Abstract The burden of cardiovascular disease (CVD) is rising in the Asia-Pacific region, in contrast to falling CVD mortality rates in Europe and North America. To provide new insights into the pathways influencing cardiovascular risk in Asian populations, we quantified 883 metabolites by untargeted mass spectroscopy in 8,124 Singaporean adults, and investigated their relationships to carotid intima media thickness (cIMT), a marker of atherosclerosis. We found that plasma concentrations of 3beta-hydroxy-5-cholestenoate (3BH5C), a cholesterol metabolite, associated inversely with cIMT (Beta[SE]=-0.013[0.002]). Genetic instruments support a causal relationship of 3BH5C metabolic pathways on cardiovascular risk, with a 5-6 fold higher effect size in Asians (OR GSMR [95% CI]=0.89[0.87-0.92], OR IVW [95% CI]=0.86[0.80-0.92]) compared to Europeans (OR IVW [95% CI] = 0.98[0.96-0.99]). Colocalization analyses indicate the presence of a shared causal variant between 3BH5C plasma levels and expression of ferredoxin-1 (FDX1), a protein essential for sterol and bile acid synthesis.

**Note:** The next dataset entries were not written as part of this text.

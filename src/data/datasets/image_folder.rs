/*
 * @Author       : 老董
 * @Description  : ImageFolderDataset - 按“划分目录/类别文件夹/图像文件”结构加载的图像分类数据集
 *
 * 目录结构：
 * <root>/
 *   training_data/<类别名>/<图像文件>
 *   testing_data/<类别名>/<图像文件>
 *
 * 每个图像依次经过：解码 → 转为RGB → 拉伸缩放到固定尺寸 → 像素值归一化到[0,1]。
 * 单个文件加载失败只会被跳过并记录，目录缺失则整个加载失败。
 */

use std::path::{Path, PathBuf};

use image::imageops::FilterType;
use indicatif::{ProgressBar, ProgressStyle};
use log::{debug, info, warn};
use walkdir::{DirEntry, WalkDir};

use crate::data::error::DataError;
use crate::data::split::{LoadFailure, Split, SplitCollection};
use crate::data::transforms::normalize_pixels;
use crate::tensor::Tensor;
use crate::vision::Vision;

/// 默认的目标尺寸（高、宽）
const DEFAULT_IMAGE_SIZE: usize = 128;

/// 默认允许的图像扩展名（不区分大小写）
const DEFAULT_EXTENSIONS: [&str; 3] = ["jpg", "jpeg", "png"];

const PROGRESS_TEMPLATE: &str = "{msg:<32} [{bar:40}] {pos}/{len}";

/// 加载配置
///
/// # 示例
/// ```ignore
/// let config = ImageFolderConfig::new("/data/tire_textures")
///     .image_size(64, 64)
///     .show_progress(false);
/// let dataset = ImageFolderDataset::load(&config)?;
/// ```
#[derive(Debug, Clone)]
pub struct ImageFolderConfig {
    root: PathBuf,
    height: usize,
    width: usize,
    /// 小写、不带前导点
    extensions: Vec<String>,
    filter: FilterType,
    show_progress: bool,
}

impl ImageFolderConfig {
    /// 以默认参数创建配置：128x128、jpg/jpeg/png、双三次（Catmull-Rom）插值、显示进度条
    pub fn new<P: AsRef<Path>>(root: P) -> Self {
        Self {
            root: root.as_ref().to_path_buf(),
            height: DEFAULT_IMAGE_SIZE,
            width: DEFAULT_IMAGE_SIZE,
            extensions: DEFAULT_EXTENSIONS.iter().map(|ext| ext.to_string()).collect(),
            filter: FilterType::CatmullRom,
            show_progress: true,
        }
    }

    /// 设置缩放后的目标尺寸
    pub fn image_size(mut self, height: usize, width: usize) -> Self {
        self.height = height;
        self.width = width;
        self
    }

    /// 设置允许的扩展名，如 `["png", ".BMP"]`（统一转为小写并去掉前导点）
    pub fn extensions<I, S>(mut self, extensions: I) -> Self
    where
        I: IntoIterator<Item = S>,
        S: AsRef<str>,
    {
        self.extensions = extensions
            .into_iter()
            .map(|ext| ext.as_ref().trim_start_matches('.').to_lowercase())
            .collect();
        self
    }

    /// 设置缩放时的重采样方式
    pub fn filter(mut self, filter: FilterType) -> Self {
        self.filter = filter;
        self
    }

    /// 设置是否显示每个类别文件夹的进度条
    pub fn show_progress(mut self, show: bool) -> Self {
        self.show_progress = show;
        self
    }

    pub fn root(&self) -> &Path {
        &self.root
    }

    pub fn height(&self) -> usize {
        self.height
    }

    pub fn width(&self) -> usize {
        self.width
    }

    /// 单个样本的形状 [高, 宽, 3]
    pub fn image_shape(&self) -> [usize; 3] {
        [self.height, self.width, 3]
    }

    /// 文件扩展名是否在允许列表中（不区分大小写）
    pub fn is_allowed(&self, path: &Path) -> bool {
        path.extension()
            .and_then(|ext| ext.to_str())
            .is_some_and(|ext| {
                self.extensions
                    .iter()
                    .any(|allowed| allowed.eq_ignore_ascii_case(ext))
            })
    }
}

/// 按目录结构加载的图像分类数据集
///
/// 加载结果包含训练集、测试集以及所有被跳过文件的诊断记录。
/// 注：所有样本同时常驻内存，数据集大小受限于可用内存。
#[derive(Debug)]
pub struct ImageFolderDataset {
    training: SplitCollection,
    testing: SplitCollection,
    failures: Vec<LoadFailure>,
}

impl ImageFolderDataset {
    /// 完整加载 API
    ///
    /// 依次加载 `training_data` 与 `testing_data`；同一层级的目录项按文件名排序后处理，
    /// 因此对未改动的目录树重复加载，得到的样本及其顺序完全相同。
    ///
    /// # 错误
    /// - 根目录或任一划分目录不存在：[`DataError::DirectoryNotFound`]
    /// - 目录无法列出：[`DataError::IoError`]
    ///
    /// 单个图像解码失败不会返回错误，而是记入 [`ImageFolderDataset::failures`]。
    pub fn load(config: &ImageFolderConfig) -> Result<Self, DataError> {
        let root = config.root();
        if !root.is_dir() {
            return Err(DataError::DirectoryNotFound(root.to_path_buf()));
        }

        let mut failures = Vec::new();
        let mut training = SplitCollection::new(Split::Training);
        let mut testing = SplitCollection::new(Split::Testing);
        for collection in [&mut training, &mut testing] {
            load_split(config, collection, &mut failures)?;
        }

        info!(
            "加载完成：训练集 {} 个样本，测试集 {} 个样本，跳过 {} 个文件",
            training.len(),
            testing.len(),
            failures.len()
        );

        Ok(Self {
            training,
            testing,
            failures,
        })
    }

    pub fn training(&self) -> &SplitCollection {
        &self.training
    }

    pub fn testing(&self) -> &SplitCollection {
        &self.testing
    }

    /// 获取指定划分
    pub fn split(&self, split: Split) -> &SplitCollection {
        match split {
            Split::Training => &self.training,
            Split::Testing => &self.testing,
        }
    }

    /// 所有加载失败而被跳过的文件
    pub fn failures(&self) -> &[LoadFailure] {
        &self.failures
    }

    /// 拆分为 (训练集, 测试集, 失败记录)
    pub fn into_parts(self) -> (SplitCollection, SplitCollection, Vec<LoadFailure>) {
        (self.training, self.testing, self.failures)
    }
}

/// 加载单个划分下的所有类别文件夹；划分目录下直接存放的文件被忽略
fn load_split(
    config: &ImageFolderConfig,
    collection: &mut SplitCollection,
    failures: &mut Vec<LoadFailure>,
) -> Result<(), DataError> {
    let split = collection.split();
    let split_path = config.root().join(split.dir_name());
    if !split_path.is_dir() {
        return Err(DataError::DirectoryNotFound(split_path));
    }

    info!("正在加载 {} ...", split_path.display());
    for class_entry in list_dir(&split_path)? {
        // 跟随符号链接判断，指向目录的链接同样视为类别文件夹
        if !class_entry.path().is_dir() {
            continue;
        }
        let label = class_entry.file_name().to_string_lossy().into_owned();
        load_class_folder(config, class_entry.path(), &label, collection, failures)?;
    }

    Ok(())
}

/// 加载单个类别文件夹下的图像（不进入子目录）
fn load_class_folder(
    config: &ImageFolderConfig,
    class_path: &Path,
    label: &str,
    collection: &mut SplitCollection,
    failures: &mut Vec<LoadFailure>,
) -> Result<(), DataError> {
    let split = collection.split();
    let entries = list_dir(class_path)?;

    let progress = if config.show_progress {
        ProgressBar::new(entries.len() as u64)
    } else {
        ProgressBar::hidden()
    };
    if let Ok(style) = ProgressStyle::with_template(PROGRESS_TEMPLATE) {
        progress.set_style(style.progress_chars("=> "));
    }
    progress.set_message(format!("{split}/{label}"));

    let before = collection.len();
    for entry in &entries {
        progress.inc(1);
        let path = entry.path();
        if entry.file_type().is_dir() || !config.is_allowed(path) {
            continue;
        }

        match load_sample(config, path) {
            Ok(image) => collection.push(image, label),
            Err(error) => {
                progress.suspend(|| warn!("跳过无法加载的图像 {}", error));
                failures.push(LoadFailure {
                    split,
                    label: label.to_owned(),
                    path: path.to_path_buf(),
                    error,
                });
            }
        }
    }
    progress.finish();

    debug!(
        "{split}/{label}: {} 个目录项，加载 {} 个样本",
        entries.len(),
        collection.len() - before
    );
    Ok(())
}

/// 解码、转RGB、缩放并归一化单个图像文件
fn load_sample(config: &ImageFolderConfig, path: &Path) -> Result<Tensor, DataError> {
    let pixels = Vision::load_rgb_tensor(path, config.height(), config.width(), config.filter)
        .map_err(|source| DataError::Decode {
            path: path.to_path_buf(),
            source,
        })?;
    Ok(normalize_pixels(&pixels))
}

/// 列出目录的直接子项，按文件名排序
fn list_dir(path: &Path) -> Result<Vec<DirEntry>, DataError> {
    WalkDir::new(path)
        .min_depth(1)
        .max_depth(1)
        .sort_by_file_name()
        .into_iter()
        .collect::<Result<Vec<_>, _>>()
        .map_err(|e| DataError::IoError(e.into()))
}
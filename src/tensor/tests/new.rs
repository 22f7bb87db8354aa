use crate::errors::TensorError;
use crate::tensor::Tensor;

#[test]
fn test_new() {
    let tensor = Tensor::new(&[1., 2., 3., 4., 5., 6.], &[2, 3]);
    assert_eq!(tensor.shape(), &[2, 3]);
    assert_eq!(tensor.dimension(), 2);
    assert_eq!(tensor.size(), 6);
    assert_eq!(tensor[[1, 2]], 6.);
}

#[test]
#[should_panic(expected = "数据长度3与形状[2, 2]不匹配")]
fn test_new_with_mismatched_shape() {
    Tensor::new(&[1., 2., 3.], &[2, 2]);
}

#[test]
fn test_try_new() {
    let tensor = Tensor::try_new(vec![0.5; 12], &[2, 2, 3]).unwrap();
    assert_eq!(tensor.shape(), &[2, 2, 3]);

    let result = Tensor::try_new(vec![0.5; 11], &[2, 2, 3]);
    assert_eq!(
        result,
        Err(TensorError::DataLengthMismatch {
            len: 11,
            shape: vec![2, 2, 3],
        })
    );
}

#[test]
fn test_zeros_with_empty_batch() {
    let tensor = Tensor::zeros(&[0, 128, 128, 3]);
    assert_eq!(tensor.shape(), &[0, 128, 128, 3]);
    assert_eq!(tensor.size(), 0);
    assert!(tensor.data_as_slice().is_empty());
}

#[test]
fn test_min_max_value() {
    let tensor = Tensor::new(&[0.2, 0.9, 0.0, 0.4], &[4]);
    assert_eq!(tensor.min_value(), 0.0);
    assert_eq!(tensor.max_value(), 0.9);
}
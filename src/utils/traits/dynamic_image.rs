use crate::tensor::Tensor;
use image::DynamicImage;

pub trait TraitForDynamicImage {
    fn get_channel_len(&self) -> usize;
    fn to_rgb_tensor(&self) -> Tensor;
}

impl TraitForDynamicImage for DynamicImage {
    fn get_channel_len(&self) -> usize {
        self.color().channel_count() as usize
    }

    /// 将Image库的`DynamicImage`格式转换为形状为`[高, 宽, 3]`的张量，像素值仍在[0,255]之间。
    /// 非RGB格式（灰度、带alpha通道、16位等）会先统一转换为8位RGB，alpha通道直接丢弃。
    fn to_rgb_tensor(&self) -> Tensor {
        let rgb = self.to_rgb8();
        let (width, height) = rgb.dimensions();
        // `RgbImage`的底层缓冲即行优先的[h, w, c]排列，长度必然与形状相符
        let data = rgb.as_raw().iter().map(|&p| f32::from(p)).collect::<Vec<_>>();
        Tensor::new(&data, &[height as usize, width as usize, 3])
    }
}
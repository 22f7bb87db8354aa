//! 数据加载模块
//!
//! 按目录结构加载图像分类数据集，完成归一化与标签编码。
//!
//! # 主要组件
//!
//! - [`ImageFolderDataset`]: 按“划分目录/类别文件夹/图像文件”结构加载的数据集
//! - [`ImageFolderConfig`]: 加载配置（根目录、目标尺寸、允许的扩展名等）
//! - [`SplitCollection`]: 单个划分（训练/测试）内一一对应的图像与标签
//! - [`LabelEncoder`]: 字符串标签 → 整数编码
//! - [`prepare_dataset`]: 加载 + 堆叠 + 编码的完整流程
//! - [`transforms`]: 数据变换函数（归一化、one-hot 等）
//! - [`DataError`]: 数据加载错误类型
//!
//! # 使用示例
//!
//! ```ignore
//! use image_folder::data::{prepare_dataset, Split};
//!
//! let dataset = prepare_dataset("/data/tire_textures")?;
//! println!("{dataset}");
//!
//! let x = dataset.train_images(); // [N, 128, 128, 3]
//! let y = dataset.one_hot_labels(Split::Training); // [N, 类别数]
//! ```

pub mod datasets;
pub mod error;
mod label_encoder;
mod prepare;
mod split;
pub mod transforms;

#[cfg(test)]
mod tests;

// Re-exports
pub use datasets::{ImageFolderConfig, ImageFolderDataset};
pub use error::DataError;
pub use label_encoder::LabelEncoder;
pub use prepare::{PreparedDataset, prepare_dataset, prepare_dataset_with};
pub use split::{LoadFailure, Split, SplitCollection};
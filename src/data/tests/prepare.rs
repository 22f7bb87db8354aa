//! 数据集准备流程单元测试

use super::write_image;
use crate::assert_err;
use crate::data::{DataError, ImageFolderConfig, Split, prepare_dataset_with};

#[test]
fn test_prepare_dataset_with_custom_config() {
    let dir = tempfile::tempdir().unwrap();
    let root = dir.path();
    write_image(&root.join("training_data/normal/1.png"), 40, 30, [9, 9, 9]);
    write_image(&root.join("training_data/cracked/2.png"), 40, 30, [9, 9, 9]);
    write_image(&root.join("training_data/normal/3.png"), 40, 30, [9, 9, 9]);
    write_image(&root.join("testing_data/normal/4.png"), 40, 30, [9, 9, 9]);

    let config = ImageFolderConfig::new(root)
        .image_size(24, 12)
        .show_progress(false);
    let dataset = prepare_dataset_with(&config).unwrap();

    assert_eq!(dataset.train_images().shape(), &[3, 24, 12, 3]);
    assert_eq!(dataset.test_images().shape(), &[1, 24, 12, 3]);
    // 按类别文件夹名排序：cracked 先于 normal
    assert_eq!(dataset.train_labels(), &["cracked", "normal", "normal"]);
    assert_eq!(dataset.train_codes(), &[0, 1, 1]);
    assert_eq!(dataset.test_labels(), &["normal"]);
    assert_eq!(dataset.test_codes(), &[1]);
    assert_eq!(dataset.classes(), &["cracked", "normal"]);
    assert!(dataset.encoder().is_fitted());
    assert!(dataset.failures().is_empty());
}

#[test]
fn test_one_hot_labels() {
    let dir = tempfile::tempdir().unwrap();
    let root = dir.path();
    write_image(&root.join("training_data/a/1.png"), 4, 4, [0, 0, 0]);
    write_image(&root.join("training_data/b/1.png"), 4, 4, [0, 0, 0]);
    write_image(&root.join("training_data/c/1.png"), 4, 4, [0, 0, 0]);
    write_image(&root.join("testing_data/c/1.png"), 4, 4, [0, 0, 0]);

    let config = ImageFolderConfig::new(root).image_size(4, 4).show_progress(false);
    let dataset = prepare_dataset_with(&config).unwrap();

    let train = dataset.one_hot_labels(Split::Training);
    assert_eq!(train.shape(), &[3, 3]);
    assert_eq!(train[[0, 0]], 1.0);
    assert_eq!(train[[1, 1]], 1.0);
    assert_eq!(train[[2, 2]], 1.0);

    let test = dataset.one_hot_labels(Split::Testing);
    assert_eq!(test.shape(), &[1, 3]);
    assert_eq!(test[[0, 2]], 1.0);
    assert_eq!(test[[0, 0]] + test[[0, 1]], 0.0);
}

#[test]
fn test_summary_display() {
    let dir = tempfile::tempdir().unwrap();
    let root = dir.path();
    write_image(&root.join("training_data/cracked/a.png"), 4, 4, [0, 0, 0]);
    write_image(&root.join("training_data/normal/b.png"), 4, 4, [0, 0, 0]);
    write_image(&root.join("testing_data/normal/c.png"), 4, 4, [0, 0, 0]);

    let config = ImageFolderConfig::new(root).show_progress(false);
    let summary = prepare_dataset_with(&config).unwrap().to_string();

    assert!(summary.contains(r#"类别: ["cracked", "normal"]"#));
    assert!(summary.contains("训练集形状: [2, 128, 128, 3]"));
    assert!(summary.contains("测试集形状: [1, 128, 128, 3]"));
    assert!(summary.contains("跳过的文件: 0"));
}

#[test]
fn test_prepare_with_unseen_testing_class() {
    let dir = tempfile::tempdir().unwrap();
    let root = dir.path();
    write_image(&root.join("training_data/cracked/a.png"), 4, 4, [0, 0, 0]);
    write_image(&root.join("testing_data/rusted/b.png"), 4, 4, [0, 0, 0]);

    let config = ImageFolderConfig::new(root).show_progress(false);
    assert_err!(prepare_dataset_with(&config), DataError::UnknownLabel("rusted"));
}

We validated FDX1 as a key regulator of 3BH5C synthesis in hepatocytes, and macrophages, and cholesterol efflux in aortic smooth muscle cells, through knockout and overexpression models. In summary, this study makes an important contribution to our understanding of the metabolic basis for atherosclerosis in Asian populations, and identifies FDX1 as a potential therapeutic target for prevention of CVD.